ALS, with the help of subcontractors, transported the crusher as follows. It was first transported from Pori to Rauma in Finland by a lorry with a low loader. At Rauma, it was unloaded from the lorry and driven on to a ship under its own power. After transport by sea to the United Kingdom, the crusher was again driven under its own power off the ship in the port of Hull and loaded onto another lorry. As Metso’s consignee did not have sufficient or adequate storage capacity, it asked a sub-contractor of ALS to drive the crusher to its own warehouse and keep it there temporarily for a couple of days. However, the crusher was stored there for a longer period, and disappeared before it could be delivered to the consignee in Sheffield.

ALS argues that only the place of unloading may be deemed to be the place of performance, claiming that the place of performance can only be one single place and that the place of final destination is of considerably greater importance than the place of dispatch. This, according to ALS, is consistent with the determination of the applicable law in respect of contracts for the carriage of goods under Rome I, which gives a degree of preference to the place of delivery and is to be interpreted taking into account the Brussels I Regulation.

The Commission, referring to CJEU predecent RehderWood Floor Solutions Andreas Domberger and Color Drack, acknowledges that, in any event, the place of arrival is a place of performance, as it is the final place in the chain of transportation. The Commission further argues, however, that, bearing in mind the requirements of proximity, foreseeability and legal certainty, it would be appropriate to recognise in addition the place of dispatch as a place of performance.

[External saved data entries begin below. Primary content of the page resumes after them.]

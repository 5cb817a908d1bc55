//! Persisted state: the four tables named in the storage-backend contract
//! (`memories`, `contradictions`, `events`, `trust_history`).
//!
//! A single backend trait covers all four tables rather than the three
//! separate persistence/index/vector layers a full-text search product
//! needs; this engine's only query shapes are by-id, by-thread, and
//! by-(thread, slot) lookups plus a full per-thread scan for retrieval
//! scoring, all of which one `SQLite` connection handles directly.

mod connection;
mod sqlite;

pub use sqlite::SqliteStorage;

use crate::models::{ContradictionEntry, EventRecord, LedgerId, Memory, MemoryId, ThreadId};
use crate::Result;

/// A row appended to `trust_history` each time [`StorageBackend::set_trust`]
/// runs, so trust monotonicity is auditable without replaying the ledger.
#[derive(Debug, Clone)]
pub struct TrustHistoryEntry {
    /// The memory whose trust changed.
    pub memory_id: MemoryId,
    /// The trust value after the change.
    pub trust: f32,
    /// Short machine-readable reason (e.g. `"CONFLICT"`, `"reinforcement"`).
    pub reason: String,
    /// When the change was recorded (Unix epoch seconds).
    pub recorded_at: u64,
}

/// Storage backend for the engine's four persisted tables.
///
/// Implementors commit each call (or each turn's batch of calls, via
/// [`StorageBackend::transaction`]) atomically: callers never observe a
/// partially-written turn.
pub trait StorageBackend: Send + Sync {
    /// Inserts or replaces a memory row.
    ///
    /// # Errors
    ///
    /// Returns an error if the write fails.
    fn put_memory(&self, memory: &Memory) -> Result<()>;

    /// Fetches a memory by id. Returns `Ok(None)` for an unknown id, never
    /// an error (§4.C failure modes).
    ///
    /// # Errors
    ///
    /// Returns an error if the read fails.
    fn get_memory(&self, id: &MemoryId) -> Result<Option<Memory>>;

    /// Returns all memories for a thread, any lane, unordered.
    ///
    /// # Errors
    ///
    /// Returns an error if the read fails.
    fn list_memories(&self, thread_id: &ThreadId) -> Result<Vec<Memory>>;

    /// Returns all memories for a thread with the given slot, newest first.
    ///
    /// # Errors
    ///
    /// Returns an error if the read fails.
    fn list_memories_by_slot(&self, thread_id: &ThreadId, slot: &str) -> Result<Vec<Memory>>;

    /// Atomically sets a memory's trust value and appends the matching
    /// `trust_history` row.
    ///
    /// # Errors
    ///
    /// Returns an error if the write fails or the memory does not exist.
    fn set_trust(&self, memory_id: &MemoryId, trust: f32, reason: &str, now: u64) -> Result<()>;

    /// Appends a new, `OPEN` ledger entry.
    ///
    /// # Errors
    ///
    /// Returns an error if the write fails.
    fn put_contradiction(&self, entry: &ContradictionEntry) -> Result<()>;

    /// Transitions a ledger entry's status in place, leaving `topology` and
    /// the referenced memory ids untouched (append-only integrity).
    ///
    /// Idempotent: resolving an already-resolved entry is a no-op success.
    ///
    /// # Errors
    ///
    /// Returns an error if the write fails or the entry does not exist.
    fn resolve_contradiction(
        &self,
        ledger_id: &LedgerId,
        status: crate::models::Status,
        resolved_at: u64,
    ) -> Result<()>;

    /// Returns true if any `OPEN`/`CONFLICT` entry references `memory_id` as
    /// either side.
    ///
    /// # Errors
    ///
    /// Returns an error if the read fails.
    fn has_open_conflict(&self, memory_id: &MemoryId) -> Result<bool>;

    /// Returns all unresolved (`OPEN`) ledger entries for a thread.
    ///
    /// # Errors
    ///
    /// Returns an error if the read fails.
    fn unresolved_for_thread(&self, thread_id: &ThreadId) -> Result<Vec<ContradictionEntry>>;

    /// Returns every ledger entry for a thread, resolved or not, oldest
    /// first. Used by thread export.
    ///
    /// # Errors
    ///
    /// Returns an error if the read fails.
    fn all_contradictions_for_thread(&self, thread_id: &ThreadId) -> Result<Vec<ContradictionEntry>>;

    /// Appends an event record. Never mutated afterward.
    ///
    /// # Errors
    ///
    /// Returns an error if the write fails.
    fn append_event(&self, event: &EventRecord) -> Result<()>;

    /// Returns all event records for a thread, oldest first.
    ///
    /// # Errors
    ///
    /// Returns an error if the read fails.
    fn list_events(&self, thread_id: &ThreadId) -> Result<Vec<EventRecord>>;
}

The question of international jurisdiction arises in the main proceedings because the case has connections not only with Finland but also with other countries: Finland is the country in which the goods were dispatched and the consignor has its seat, whereas the destination of the goods being carried and the location of the haulier’s seat is in the United Kingdom, where, moreover, the goods were ultimately lost. Finally, in order to convey the crusher from Finland to the United Kingdom, it had to be transported through the waters of other Member States or waters under the sovereignty of no State. In ordinary language, the AG suggests (at 28) all these territories and waters are places where the contract was performed.

According to their wording, both sections (a) and (b) of Article 5(1) of the Brussels I Regulation refer to ‘the place of performance’ and, in the case of section (b), additionally to ‘the place in a Member State’. In consideration of the singular form employed, it seems,  the AG suggests at 30, that only one single place can be regarded as having special jurisdiction in respect of contractual matters. However, this conclusion is not borne out by the case-law.

In color Drack the Court ruled that, if it is not possible to determine one single principal place of performance, each of the places of performance has a sufficiently close link of proximity to the material elements of the dispute and, accordingly, a significant link as regards jurisdiction. In a dispute concerning the sale of goods, the Court has held that, in such a case, the plaintiff may sue the defendant at one of the places of performance — at his choice.

In flightright, as far as delayed flights are concerned, the Court considers both the place of departure and the place of the final destination to be equally significant under the contract, thereby establishing a sufficient territorial link between these places and any proceedings arising from the contractual situation.

(At 59) In the present situation, where the means used to transport the goods change as the journey progresses, particularly in harbours, the fact that the goods are carried in a number of different stages is also an inevitable feature of such transport. In the AG’s view, however, even the fact that it was necessary to unload heavy and bulky goods such as the crusher in question and transfer it across land under its own power, with the dangers in terms of loss or damage inherent in a procedure of that kind (including the possibility of theft), does not alter the situation in such a way as to give the places of reloading or transhipping an importance equal to that of the place of dispatch. Therefore, recognising the latter place, along with the place of destination, as one of two ‘places of performance’ does not enhance the number of available fora in a way as to give reason for concerns of forum shopping.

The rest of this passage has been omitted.